Machine Learning Driven Prediction of the Behavior of Biohybrid Actuators

TL;DR

This paper applies machine learning techniques, including random forests, neural networks, and LSTM networks, to accurately predict the behavior of biohybrid muscle actuators, aiding their control and optimization in soft robotics.

Contribution

It introduces static and dynamic machine learning models as digital twins for biohybrid actuators, improving predictability and control strategies.

Findings

Static models achieve R2 of 0.9425 in force prediction.

Dynamic LSTM model achieves R2 of 0.9956, closely replicating force time series.
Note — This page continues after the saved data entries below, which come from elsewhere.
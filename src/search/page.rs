//! Page requests, sorting, and page assembly with an optional count query.

use std::future::Future;
use std::str::FromStr;

use serde::Serialize;
use tracing::debug;

use crate::error::{MemberSearchError, Result};

#[derive(Debug, Clone, Copy, PartialEq, Eq, Serialize)]
#[serde(rename_all = "UPPERCASE")]
pub enum SortDirection {
    Asc,
    Desc,
}

/// Properties a member search can be ordered by
#[derive(Debug, Clone, Copy, PartialEq, Eq, Serialize)]
#[serde(rename_all = "camelCase")]
pub enum SortProperty {
    Id,
    Username,
    Age,
    TeamName,
}

impl FromStr for SortProperty {
    type Err = MemberSearchError;

    fn from_str(s: &str) -> Result<Self> {
        match s.trim() {
            "id" | "memberId" => Ok(SortProperty::Id),
            "username" => Ok(SortProperty::Username),
            "age" => Ok(SortProperty::Age),
            "teamName" => Ok(SortProperty::TeamName),
            other => Err(MemberSearchError::InvalidSort(format!(
                "unknown sort property '{other}'"
            ))),
        }
    }
}

#[derive(Debug, Clone, Copy, PartialEq, Eq, Serialize)]
pub struct Sort {
    pub property: SortProperty,
    pub direction: SortDirection,
}

impl Sort {
    pub fn asc(property: SortProperty) -> Self {
        Self {
            property,
            direction: SortDirection::Asc,
        }
    }

    pub fn desc(property: SortProperty) -> Self {
        Self {
            property,
            direction: SortDirection::Desc,
        }
    }
}

/// Parses `property` or `property,direction` (direction is case-insensitive)
impl FromStr for Sort {
    type Err = MemberSearchError;

    fn from_str(s: &str) -> Result<Self> {
        let mut parts = s.splitn(2, ',');
        let property = parts.next().unwrap_or_default().parse()?;
        let direction = match parts.next().map(|d| d.trim().to_ascii_lowercase()) {
            None => SortDirection::Asc,
            Some(d) if d.is_empty() || d == "asc" => SortDirection::Asc,
            Some(d) if d == "desc" => SortDirection::Desc,
            Some(d) => {
                return Err(MemberSearchError::InvalidSort(format!(
                    "unknown sort direction '{d}'"
                )))
            }
        };

        Ok(Self {
            property,
            direction,
        })
    }
}

/// Offset/limit window for a paged search.
///
/// `offset` is normally `page * size`; [`PageRequest::at_offset`] allows a
/// window that is not aligned to page boundaries.
#[derive(Debug, Clone, Copy, PartialEq, Eq)]
pub struct PageRequest {
    page: u32,
    size: u32,
    offset: u64,
    sort: Option<Sort>,
}

impl PageRequest {
    /// Zero-based page `page` of `size` rows
    pub fn of(page: u32, size: u32) -> Result<Self> {
        Self::check_size(size)?;
        Ok(Self {
            page,
            size,
            offset: u64::from(page) * u64::from(size),
            sort: None,
        })
    }

    /// Window of `size` rows starting at row `offset`
    pub fn at_offset(offset: u64, size: u32) -> Result<Self> {
        Self::check_size(size)?;
        let page = u32::try_from(offset / u64::from(size)).map_err(|_| {
            MemberSearchError::InvalidPageRequest(format!("offset {offset} is out of range"))
        })?;
        Ok(Self {
            page,
            size,
            offset,
            sort: None,
        })
    }

    fn check_size(size: u32) -> Result<()> {
        if size == 0 {
            return Err(MemberSearchError::InvalidPageRequest(
                "page size must be at least 1".to_string(),
            ));
        }
        Ok(())
    }

    pub fn with_sort(mut self, sort: Sort) -> Self {
        self.sort = Some(sort);
        self
    }

    pub fn page(&self) -> u32 {
        self.page
    }

    pub fn size(&self) -> u32 {
        self.size
    }

    pub fn offset(&self) -> u64 {
        self.offset
    }

    pub fn sort(&self) -> Option<Sort> {
        self.sort
    }
}

/// A page of results with its metadata
#[derive(Debug, Clone, PartialEq, Eq, Serialize)]
#[serde(rename_all = "camelCase")]
#[cfg_attr(
    feature = "web-api",
    derive(utoipa::ToSchema),
    aliases(MemberTeamPage = Page<crate::models::MemberTeamDto>)
)]
pub struct Page<T> {
    pub content: Vec<T>,
    pub total_elements: u64,
    pub total_pages: u64,
    pub number: u32,
    pub size: u32,
    pub offset: u64,
    pub number_of_elements: usize,
    pub first: bool,
    pub last: bool,
    pub empty: bool,
}

impl<T> Page<T> {
    pub fn new(content: Vec<T>, request: &PageRequest, total_elements: u64) -> Self {
        let size = request.size();
        let offset = request.offset();
        let number_of_elements = content.len();
        let total_pages = total_elements.div_ceil(u64::from(size));
        let has_next = offset + (number_of_elements as u64) < total_elements;

        Self {
            empty: content.is_empty(),
            content,
            total_elements,
            total_pages,
            number: request.page(),
            size,
            offset,
            number_of_elements,
            first: offset == 0,
            last: !has_next,
        }
    }

    pub fn has_next(&self) -> bool {
        !self.last
    }

    pub fn has_previous(&self) -> bool {
        !self.first
    }
}

/// Total row count when it can be derived from the first page alone.
///
/// On the first page a short result proves no further rows exist, so the
/// total is just the content length.
pub fn total_from_content(request: &PageRequest, content_len: usize) -> Option<u64> {
    let content_len = content_len as u64;
    if request.offset() == 0 && content_len < u64::from(request.size()) {
        Some(request.offset() + content_len)
    } else {
        None
    }
}

/// Assemble a page, running `count` only when the total cannot be derived.
///
/// Returns the page and whether the count query was skipped.
pub async fn page_with_lazy_count<T, F, Fut>(
    content: Vec<T>,
    request: &PageRequest,
    count: F,
) -> Result<(Page<T>, bool)>
where
    F: FnOnce() -> Fut,
    Fut: Future<Output = Result<u64>>,
{
    match total_from_content(request, content.len()) {
        Some(total) => {
            debug!(
                offset = request.offset(),
                size = request.size(),
                total = total,
                "Count query skipped; total derived from page content"
            );
            Ok((Page::new(content, request, total), true))
        }
        None => {
            let total = count().await?;
            Ok((Page::new(content, request, total), false))
        }
    }
}

#[cfg(test)]
mod tests {
    use super::*;

    #[test]
    fn test_page_request_offsets() {
        let request = PageRequest::of(2, 10).unwrap();
        assert_eq!(request.offset(), 20);
        assert_eq!(request.page(), 2);

        let request = PageRequest::at_offset(1, 2).unwrap();
        assert_eq!(request.offset(), 1);
        assert_eq!(request.page(), 0);
    }

    #[test]
    fn test_zero_size_rejected() {
        assert!(matches!(
            PageRequest::of(0, 0),
            Err(MemberSearchError::InvalidPageRequest(_))
        ));
        assert!(PageRequest::at_offset(5, 0).is_err());
    }

    #[test]
    fn test_sort_parsing() {
        assert_eq!(
            "username,desc".parse::<Sort>().unwrap(),
            Sort::desc(SortProperty::Username)
        );
        assert_eq!("age".parse::<Sort>().unwrap(), Sort::asc(SortProperty::Age));
        assert_eq!(
            "teamName,ASC".parse::<Sort>().unwrap(),
            Sort::asc(SortProperty::TeamName)
        );
        assert!(matches!(
            "height,desc".parse::<Sort>(),
            Err(MemberSearchError::InvalidSort(_))
        ));
        assert!("age,sideways".parse::<Sort>().is_err());
    }

    #[test]
    fn test_page_metadata() {
        let request = PageRequest::of(1, 2).unwrap();
        let page = Page::new(vec!["c", "d"], &request, 5);
        assert_eq!(page.total_pages, 3);
        assert_eq!(page.number_of_elements, 2);
        assert!(page.has_next());
        assert!(page.has_previous());
        assert!(!page.empty);

        let last = Page::new(vec!["e"], &PageRequest::of(2, 2).unwrap(), 5);
        assert!(last.last);
        assert!(!last.has_next());
    }

    #[test]
    fn test_empty_page_beyond_total() {
        let page: Page<&str> = Page::new(vec![], &PageRequest::of(9, 10).unwrap(), 4);
        assert!(page.empty);
        assert!(page.last);
        assert_eq!(page.total_elements, 4);
    }

    #[test]
    fn test_total_from_content() {
        let first = PageRequest::of(0, 10).unwrap();
        assert_eq!(total_from_content(&first, 4), Some(4));
        assert_eq!(total_from_content(&first, 0), Some(0));
        assert_eq!(total_from_content(&first, 10), None);

        let second = PageRequest::of(1, 10).unwrap();
        assert_eq!(total_from_content(&second, 3), None);
    }

    #[tokio::test]
    async fn test_lazy_count_skips_on_short_first_page() {
        let request = PageRequest::of(0, 5).unwrap();
        let (page, skipped) = page_with_lazy_count(vec![1, 2, 3], &request, || async {
            panic!("count must not run")
        })
        .await
        .unwrap();

        assert!(skipped);
        assert_eq!(page.total_elements, 3);
    }

    #[tokio::test]
    async fn test_lazy_count_runs_on_full_page() {
        let request = PageRequest::of(0, 3).unwrap();
        let (page, skipped) = page_with_lazy_count(vec![1, 2, 3], &request, || async { Ok(7) })
            .await
            .unwrap();

        assert!(!skipped);
        assert_eq!(page.total_elements, 7);
        assert_eq!(page.total_pages, 3);
    }
}
mod common;

use common::*;
use member_search::repository::MemberStore;
use member_search::search::{MemberSearchService, PageRequest};
use proptest::prelude::*;

proptest! {
    /// Property: both paging policies return identical pages
    #[test]
    fn simple_and_complex_pages_agree(
        members in members_strategy(),
        condition in condition_strategy(),
        (page, size) in page_window_strategy(),
    ) {
        let (simple, complex) = tokio_test::block_on(async {
            let service = MemberSearchService::new(memory_store_with(&members).await);
            let request = PageRequest::of(page, size).unwrap();
            (
                service.search_page_simple(&condition, &request).await.unwrap(),
                service.search_page_complex(&condition, &request).await.unwrap(),
            )
        });

        prop_assert_eq!(simple, complex);
    }

    /// Property: the unpaged search equals one page large enough to hold everything
    #[test]
    fn unpaged_search_equals_large_page(
        members in members_strategy(),
        condition in condition_strategy(),
    ) {
        let (all, page) = tokio_test::block_on(async {
            let service = MemberSearchService::new(memory_store_with(&members).await);
            let request = PageRequest::of(0, 1_000).unwrap();
            (
                service.search(&condition).await.unwrap(),
                service.search_page_complex(&condition, &request).await.unwrap(),
            )
        });

        prop_assert_eq!(page.total_elements, all.len() as u64);
        prop_assert_eq!(page.content, all);
    }

    /// Property: a condition with nothing present is a full scan
    #[test]
    fn unrestricted_condition_is_full_scan(
        members in members_strategy(),
        condition in unrestricted_condition_strategy(),
    ) {
        let rows = tokio_test::block_on(async {
            let service = MemberSearchService::new(memory_store_with(&members).await);
            service.search(&condition).await.unwrap()
        });

        prop_assert_eq!(rows.len(), members.len());
    }

    /// Property: results are exactly the members satisfying every present field
    #[test]
    fn results_match_reference_filter(
        members in members_strategy(),
        condition in condition_strategy(),
    ) {
        let rows = tokio_test::block_on(async {
            let service = MemberSearchService::new(memory_store_with(&members).await);
            service.search(&condition).await.unwrap()
        });

        let expected: Vec<_> = members.iter().filter(|m| m.satisfies(&condition)).collect();
        prop_assert_eq!(rows.len(), expected.len());

        // Default order is insertion (member id) order
        for (row, fixture) in rows.iter().zip(expected) {
            prop_assert_eq!(&row.username, &fixture.username);
            prop_assert_eq!(row.age, fixture.age);
            prop_assert_eq!(row.team_name.as_deref(), fixture.team_name());
        }
    }

    /// Property: the total does not depend on the window, and content never exceeds size
    #[test]
    fn total_is_window_independent(
        members in members_strategy(),
        condition in condition_strategy(),
        (page, size) in page_window_strategy(),
    ) {
        let (first, other, count) = tokio_test::block_on(async {
            let store = memory_store_with(&members).await;
            let service = MemberSearchService::new(store.clone());
            let first = service
                .search_page_complex(&condition, &PageRequest::of(0, size).unwrap())
                .await
                .unwrap();
            let other = service
                .search_page_complex(&condition, &PageRequest::of(page, size).unwrap())
                .await
                .unwrap();
            let count = store
                .count_member_teams(&member_search::search::compose(&condition))
                .await
                .unwrap();
            (first, other, count)
        });

        prop_assert_eq!(first.total_elements, count);
        prop_assert_eq!(other.total_elements, count);
        prop_assert!(other.content.len() <= size as usize);
    }

    /// Property: the count query is skipped exactly when the first page is short
    #[test]
    fn count_skipped_only_for_short_first_page(
        members in members_strategy(),
        condition in condition_strategy(),
        (page, size) in page_window_strategy(),
    ) {
        let (content_len, stats) = tokio_test::block_on(async {
            let store = memory_store_with(&members).await;
            let service = MemberSearchService::new(store.clone());
            let result = service
                .search_page_complex(&condition, &PageRequest::of(page, size).unwrap())
                .await
                .unwrap();
            (result.content.len(), store.stats())
        });

        let skippable = page == 0 && content_len < size as usize;
        prop_assert_eq!(stats.content_queries, 1);
        prop_assert_eq!(stats.count_queries, if skippable { 0 } else { 1 });
    }
}

#[tokio::test]
async fn test_sorted_offset_window_from_sample() {
    use member_search::search::{MemberSearchCondition, Sort, SortProperty};

    let service = MemberSearchService::new(memory_store_with(&sample_members()).await);
    let request = PageRequest::at_offset(1, 2)
        .unwrap()
        .with_sort(Sort::desc(SortProperty::Username));

    let page = service
        .search_page_simple(&MemberSearchCondition::default(), &request)
        .await
        .unwrap();

    let names: Vec<_> = page
        .content
        .iter()
        .filter_map(|r| r.username.as_deref())
        .collect();
    assert_eq!(names, vec!["member3", "member2"]);
    assert_eq!(page.total_elements, 4);
}
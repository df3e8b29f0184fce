//! # Web API Module
//!
//! Axum-based REST API exposing member search.
//!
//! - [`routes`] - HTTP route definitions
//! - [`handlers`] - Request handlers
//! - [`state`] - Shared application state
//! - [`errors`] - API error type and its JSON responses

pub mod errors;
pub mod handlers;
#[cfg(feature = "web-api")]
pub mod openapi;
pub mod routes;
pub mod state;

use std::time::Duration;

use axum::Router;
use state::AppState;

/// Create the Axum application with all routes and middleware
pub fn create_app(app_state: AppState) -> Router {
    let request_timeout = Duration::from_millis(app_state.config.request_timeout_ms);

    #[allow(unused_mut)]
    let mut router = Router::new()
        .merge(routes::health_routes())
        .merge(routes::member_routes());

    #[cfg(feature = "web-api")]
    {
        router = router.merge(routes::docs_routes());
    }

    router
        .layer(tower_http::timeout::TimeoutLayer::new(request_timeout))
        .layer(
            tower_http::cors::CorsLayer::new()
                .allow_origin(tower_http::cors::Any)
                .allow_methods(tower_http::cors::Any)
                .allow_headers(tower_http::cors::Any),
        )
        .layer(tower_http::trace::TraceLayer::new_for_http())
        .with_state(app_state)
}
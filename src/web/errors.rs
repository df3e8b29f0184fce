//! # Web API Error Types
//!
//! HTTP-facing errors. Every variant renders as
//! `{"error": {"code": ..., "message": ...}}` with a matching status code.

use axum::extract::rejection::QueryRejection;
use axum::http::StatusCode;
use axum::response::{IntoResponse, Response};
use axum::Json;
use serde_json::json;
use thiserror::Error;
use tracing::error;

use crate::error::MemberSearchError;

#[derive(Error, Debug)]
#[cfg_attr(feature = "web-api", derive(utoipa::ToSchema))]
pub enum ApiError {
    #[error("Invalid request: {message}")]
    BadRequest { message: String },

    #[error("Service temporarily unavailable")]
    ServiceUnavailable,

    #[error("Database operation failed: {operation}")]
    DatabaseError { operation: String },

    #[error("Internal server error")]
    Internal,
}

impl ApiError {
    pub fn bad_request(message: impl Into<String>) -> Self {
        Self::BadRequest {
            message: message.into(),
        }
    }

    pub fn database_error(operation: impl Into<String>) -> Self {
        Self::DatabaseError {
            operation: operation.into(),
        }
    }

    pub fn status_code(&self) -> StatusCode {
        match self {
            ApiError::BadRequest { .. } => StatusCode::BAD_REQUEST,
            ApiError::ServiceUnavailable => StatusCode::SERVICE_UNAVAILABLE,
            ApiError::DatabaseError { .. } | ApiError::Internal => {
                StatusCode::INTERNAL_SERVER_ERROR
            }
        }
    }

    fn error_code(&self) -> &'static str {
        match self {
            ApiError::BadRequest { .. } => "BAD_REQUEST",
            ApiError::ServiceUnavailable => "SERVICE_UNAVAILABLE",
            ApiError::DatabaseError { .. } => "DATABASE_ERROR",
            ApiError::Internal => "INTERNAL_ERROR",
        }
    }
}

impl IntoResponse for ApiError {
    fn into_response(self) -> Response {
        let body = json!({
            "error": {
                "code": self.error_code(),
                "message": self.to_string(),
            }
        });

        (self.status_code(), Json(body)).into_response()
    }
}

impl From<MemberSearchError> for ApiError {
    fn from(err: MemberSearchError) -> Self {
        match err {
            MemberSearchError::InvalidPageRequest(message)
            | MemberSearchError::InvalidSort(message) => ApiError::BadRequest { message },
            MemberSearchError::Database(source) => {
                error!(error = %source, "Member store query failed");
                ApiError::database_error("member search")
            }
            MemberSearchError::Configuration(message) | MemberSearchError::Internal(message) => {
                error!(error = %message, "Member search failed");
                ApiError::Internal
            }
        }
    }
}

impl From<QueryRejection> for ApiError {
    fn from(rejection: QueryRejection) -> Self {
        ApiError::bad_request(rejection.body_text())
    }
}
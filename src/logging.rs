//! # Tracing Module
//!
//! Environment-aware console logging using the tracing ecosystem. Logs go to
//! stdout; set `MEMBER_SEARCH_LOG_FORMAT=json` for one JSON object per line.

use std::io::IsTerminal;
use std::sync::OnceLock;

use tracing_subscriber::{fmt, layer::SubscriberExt, util::SubscriberInitExt, EnvFilter};

static TRACING_INITIALIZED: OnceLock<()> = OnceLock::new();

/// Initialize console tracing once per process.
///
/// Later calls are no-ops, and an already-installed global subscriber is
/// left in place.
pub fn init_tracing() {
    TRACING_INITIALIZED.get_or_init(|| {
        let environment = get_environment();
        let log_level = get_log_level(&environment);
        let json = use_json_format();
        let use_ansi = IsTerminal::is_terminal(&std::io::stdout());

        let console_layer = (!json).then(|| {
            fmt::layer()
                .with_target(true)
                .with_thread_ids(true)
                .with_level(true)
                .with_ansi(use_ansi)
        });
        let json_layer = json.then(|| {
            fmt::layer()
                .json()
                .with_target(true)
                .with_thread_ids(true)
                .with_current_span(true)
        });

        let subscriber = tracing_subscriber::registry()
            .with(EnvFilter::new(&log_level))
            .with(console_layer)
            .with(json_layer);

        if subscriber.try_init().is_err() {
            tracing::debug!(
                "Global tracing subscriber already initialized - continuing with existing subscriber"
            );
        } else {
            tracing::info!(
                environment = %environment,
                log_level = %log_level,
                ansi_colors = use_ansi && !json,
                json = json,
                "Console logging initialized"
            );
        }
    });
}

fn get_environment() -> String {
    std::env::var("MEMBER_SEARCH_ENV")
        .or_else(|_| std::env::var("APP_ENV"))
        .unwrap_or_else(|_| "development".to_string())
}

/// `RUST_LOG` when set, otherwise the environment's default level
fn get_log_level(environment: &str) -> String {
    if let Ok(level) = std::env::var("RUST_LOG") {
        if !level.trim().is_empty() {
            return level;
        }
    }

    default_log_level(environment).to_string()
}

fn default_log_level(environment: &str) -> &'static str {
    match environment {
        "production" => "info",
        _ => "debug",
    }
}

fn use_json_format() -> bool {
    std::env::var("MEMBER_SEARCH_LOG_FORMAT")
        .map(|v| v.eq_ignore_ascii_case("json"))
        .unwrap_or(false)
}
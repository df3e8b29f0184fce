/// Represents the SQL JOIN kinds used by member queries
#[derive(Debug, Clone, Copy, PartialEq, Eq)]
pub enum JoinType {
    Inner,
    Left,
}

impl JoinType {
    pub fn to_sql(&self) -> &'static str {
        match self {
            JoinType::Inner => "INNER JOIN",
            JoinType::Left => "LEFT OUTER JOIN",
        }
    }
}

/// Represents a SQL JOIN clause
#[derive(Debug, Clone, PartialEq, Eq)]
pub struct Join {
    pub join_type: JoinType,
    pub table: String,
    pub on_condition: String,
}

impl Join {
    /// Create an INNER JOIN
    pub fn inner(table: &str, on_condition: &str) -> Self {
        Self {
            join_type: JoinType::Inner,
            table: table.to_string(),
            on_condition: on_condition.to_string(),
        }
    }

    /// Create a LEFT OUTER JOIN; right-side columns are NULL when unmatched
    pub fn left(table: &str, on_condition: &str) -> Self {
        Self {
            join_type: JoinType::Left,
            table: table.to_string(),
            on_condition: on_condition.to_string(),
        }
    }

    /// Convert to SQL string
    pub fn to_sql(&self) -> String {
        format!(
            "{} {} ON {}",
            self.join_type.to_sql(),
            self.table,
            self.on_condition
        )
    }
}

#[cfg(test)]
mod tests {
    use super::*;

    #[test]
    fn test_inner_join() {
        let join = Join::inner("team t", "m.team_id = t.team_id");
        assert_eq!(join.to_sql(), "INNER JOIN team t ON m.team_id = t.team_id");
    }

    #[test]
    fn test_left_join() {
        let join = Join::left("team t", "m.team_id = t.team_id");
        assert_eq!(
            join.to_sql(),
            "LEFT OUTER JOIN team t ON m.team_id = t.team_id"
        );
    }
}
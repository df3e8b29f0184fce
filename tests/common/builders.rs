//! Store fixtures shared by the integration suites.

use std::sync::Arc;

use member_search::models::{NewMember, NewTeam};
use member_search::repository::{InMemoryMemberStore, MemberStore};
use member_search::search::MemberSearchCondition;

pub const TEAM_NAMES: [&str; 3] = ["teamA", "teamB", "teamC"];

/// A member to insert; `team` indexes [`TEAM_NAMES`]
#[derive(Debug, Clone, PartialEq, Eq)]
pub struct MemberFixture {
    pub username: Option<String>,
    pub age: i32,
    pub team: Option<usize>,
}

impl MemberFixture {
    pub fn new(username: &str, age: i32, team: Option<usize>) -> Self {
        Self {
            username: Some(username.to_string()),
            age,
            team,
        }
    }

    pub fn team_name(&self) -> Option<&'static str> {
        self.team.map(|i| TEAM_NAMES[i])
    }

    /// Reference evaluation of a condition, written independently of the predicate code
    pub fn satisfies(&self, condition: &MemberSearchCondition) -> bool {
        fn blank(value: &Option<String>) -> bool {
            value.as_ref().map_or(true, |v| v.trim().is_empty())
        }

        let username_ok = blank(&condition.username)
            || self.username.as_deref() == condition.username.as_deref();
        let team_ok =
            blank(&condition.team_name) || self.team_name() == condition.team_name.as_deref();
        let goe_ok = condition.age_goe.map_or(true, |min| self.age >= min);
        let loe_ok = condition.age_loe.map_or(true, |max| self.age <= max);

        username_ok && team_ok && goe_ok && loe_ok
    }
}

/// In-memory store holding every team in [`TEAM_NAMES`] plus `members`, inserted in order
pub async fn memory_store_with(members: &[MemberFixture]) -> Arc<InMemoryMemberStore> {
    let store = Arc::new(InMemoryMemberStore::new());
    populate(store.as_ref(), members).await;
    store.reset_stats();
    store
}

/// Insert [`TEAM_NAMES`] then `members` into any store
pub async fn populate<S: MemberStore + ?Sized>(store: &S, members: &[MemberFixture]) {
    let mut team_ids = Vec::new();
    for name in TEAM_NAMES {
        let team = store.save_team(NewTeam::new(name)).await.unwrap();
        team_ids.push(team.team_id);
    }

    for fixture in members {
        store
            .save_member(NewMember {
                username: fixture.username.clone(),
                age: fixture.age,
                team_id: fixture.team.map(|i| team_ids[i]),
            })
            .await
            .unwrap();
    }
}

/// teamA: member1 (10), member2 (20); teamB: member3 (30), member4 (40)
pub fn sample_members() -> Vec<MemberFixture> {
    vec![
        MemberFixture::new("member1", 10, Some(0)),
        MemberFixture::new("member2", 20, Some(0)),
        MemberFixture::new("member3", 30, Some(1)),
        MemberFixture::new("member4", 40, Some(1)),
    ]
}
//! Shared state handed to every handler.

use std::sync::Arc;

use crate::config::WebConfig;
use crate::repository::MemberStore;
use crate::search::MemberSearchService;

#[derive(Debug, Clone)]
pub struct AppState {
    pub config: Arc<WebConfig>,
    pub search_service: MemberSearchService<dyn MemberStore>,
}

impl AppState {
    pub fn new(config: WebConfig, store: Arc<dyn MemberStore>) -> Self {
        Self {
            config: Arc::new(config),
            search_service: MemberSearchService::new(store),
        }
    }

    pub fn store(&self) -> &Arc<dyn MemberStore> {
        self.search_service.store()
    }
}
Models enable optimization and adaptive control of biohybrid actuators.

Abstract

Skeletal muscle-based biohybrid actuators have proved to be a promising component in soft robotics, offering efficient movement. However, their intrinsic biological variability and nonlinearity pose significant challenges for controllability and predictability. To address these issues, this study investigates the application of supervised learning, a form of machine learning, to model and predict the behavior of biohybrid machines (BHMs), focusing on a muscle ring anchored on flexible polymer pillars. First, static prediction models (i.e., random forest and neural network regressors) are trained to estimate the maximum exerted force achieved from input variables such as muscle sample, electrical stimulation parameters, and baseline exerted force. Second, a dynamic modeling framework, based on Long Short-Term Memory networks, is developed to serve as a digital twin, replicating the time series of exerted forces observed in response to electrical stimulation. Both modeling approaches demonstrate high predictive accuracy. The best performance of the static models is characterized by R2 of 0.9425, whereas the dynamic model achieves R2 of 0.9956. The static models can enable optimization of muscle actuator performance for targeted applications and required force outcomes, while the dynamic model provides a foundation for developing robustly adaptive control strategies in future biohybrid robotic systems.